Harris recorded these tracks over the past 15 years, in the Bay Area and Oregon. The easy assumption is that the more obscure songs are older and the newer songs represent the conclusion of the trend towards more colorless production in Ruins and of 2018 Grid of points. But it's hard to be sure, and on “Ode to the blue,” her voice sounds enough like Vashti Bunyan's to make me wonder if it wasn't recorded closer to 2006, when Bunyan's influence was more pervasive in indie rock . Either way, the possibility of a 15-year jump as “Followed the ocean” abruptly transitions into “Unclean mind” is almost as disorienting as the famous millions of years match cut in 2001: A Space Odyssey.
Starling albums usually pick a mood and stick with it, but the fusion of the two poles of Harris' sound gives Hue a distinct tenor in her discography. This push-pull structure accounts for much of what makes the record compelling, but it also makes it harder to get lost in than some of her albums.
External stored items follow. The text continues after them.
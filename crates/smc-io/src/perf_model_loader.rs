//! Component B — Performance-Model Loader.
//!
//! Parses a declarative YAML (or JSON, which is syntactically a subset of
//! YAML 1.1) performance model file into `smc_core::PerformanceModel`. See
//! SPEC_FULL.md §4.2.

use std::collections::BTreeMap;
use std::path::Path;

use serde::Deserialize;
use smc_core::{LabelConfig, PerformanceModel, SmcResult};
use tracing::info;

#[derive(Debug, Default, Deserialize)]
struct RawPerfModel {
    #[serde(default)]
    configs: BTreeMap<String, RawLabelConfig>,
}

#[derive(Debug, Default, Deserialize)]
struct RawLabelConfig {
    #[serde(default)]
    probability: f64,
    #[serde(default)]
    counters: BTreeMap<String, RawCounter>,
}

#[derive(Debug, Deserialize)]
struct RawCounter {
    numeric: f64,
}

/// Load a performance model from `path`. Missing `probability` defaults to
/// `0`; missing `counters` defaults to empty; unknown fields are ignored.
pub fn load(path: &Path) -> SmcResult<PerformanceModel> {
    let text = std::fs::read_to_string(path)?;
    let raw: RawPerfModel = serde_yaml::from_str(&text)
        .map_err(|e| smc_core::SmcError::DecodeError(format!("{}: {e}", path.display())))?;

    let mut model = PerformanceModel::empty();
    for (label, raw_cfg) in raw.configs {
        let counters = raw_cfg
            .counters
            .into_iter()
            .map(|(name, c)| (name, c.numeric))
            .collect();
        model.insert(
            label,
            LabelConfig {
                probability: raw_cfg.probability,
                counters,
            },
        );
    }

    info!(labels = model.len(), path = %path.display(), "performance model loaded");
    Ok(model)
}

/// If `path` is `None`, the model is empty — every label contributes `0`
/// probability and no counters.
pub fn load_optional(path: Option<&Path>) -> SmcResult<PerformanceModel> {
    match path {
        Some(p) => load(p),
        None => Ok(PerformanceModel::empty()),
    }
}

#[cfg(test)]
mod tests {
    use super::*;
    use std::io::Write;
    use tempfile::NamedTempFile;

    fn write_temp(contents: &str) -> NamedTempFile {
        let mut f = NamedTempFile::new().unwrap();
        f.write_all(contents.as_bytes()).unwrap();
        f
    }

    #[test]
    fn parses_full_yaml_config() {
        let f = write_temp(
            r#"
configs:
  a:
    probability: 1.0
    counters:
      cost:
        numeric: 4.0
"#,
        );
        let model = load(f.path()).unwrap();
        let cfg = model.get("a").unwrap();
        assert_eq!(cfg.probability, 1.0);
        assert_eq!(cfg.counters.get("cost"), Some(&4.0));
    }

    #[test]
    fn missing_probability_and_counters_default() {
        let f = write_temp(
            r#"
configs:
  b: {}
"#,
        );
        let model = load(f.path()).unwrap();
        let cfg = model.get("b").unwrap();
        assert_eq!(cfg.probability, 0.0);
        assert!(cfg.counters.is_empty());
    }

    #[test]
    fn json_equivalent_is_accepted() {
        let f = write_temp(r#"{"configs": {"a": {"probability": 0.3}}}"#);
        let model = load(f.path()).unwrap();
        assert_eq!(model.get("a").unwrap().probability, 0.3);
    }

    #[test]
    fn unknown_fields_are_ignored() {
        let f = write_temp(
            r#"
configs:
  a:
    probability: 0.5
    unexpected_field: true
unexpected_top_level: 42
"#,
        );
        let model = load(f.path()).unwrap();
        assert_eq!(model.get("a").unwrap().probability, 0.5);
    }

    #[test]
    fn no_path_yields_empty_model() {
        let model = load_optional(None).unwrap();
        assert!(model.is_empty());
    }
}
fn main() {
    prost_build::compile_protos(&["proto/graph.proto"], &["proto/"])
        .expect("failed to compile graph.proto");
    println!("cargo:rerun-if-changed=proto/graph.proto");
}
Major key “Kelso” feels like a very decisive ending so soon after “Basement Mix” takes us into the woods on a low-distortion path. And there are some moments where they try too hard for a “familiar” feel, like when a joke dialogue interrupts the end of “Disordered Minds” or the shot of “The way her hair falls” where it shuffles and starts over. But he had Hue following a more disciplined arc, it can lose the sense of floating freely through time and memory, playing some moments with stunning clarity and burying others in fog.
A more stripped-down Grouper isn't necessarily more interesting or emotionally compelling, but it's hard to think of many musicians better at transforming pop and folk structures into abstract, haunting settings, and that power hasn't diminished. Hue. The chain reaction these nine songs create produces enough fog and smoke to keep the spell going – and to keep whatever secret it's trying to tell us just on the other side of the speakers.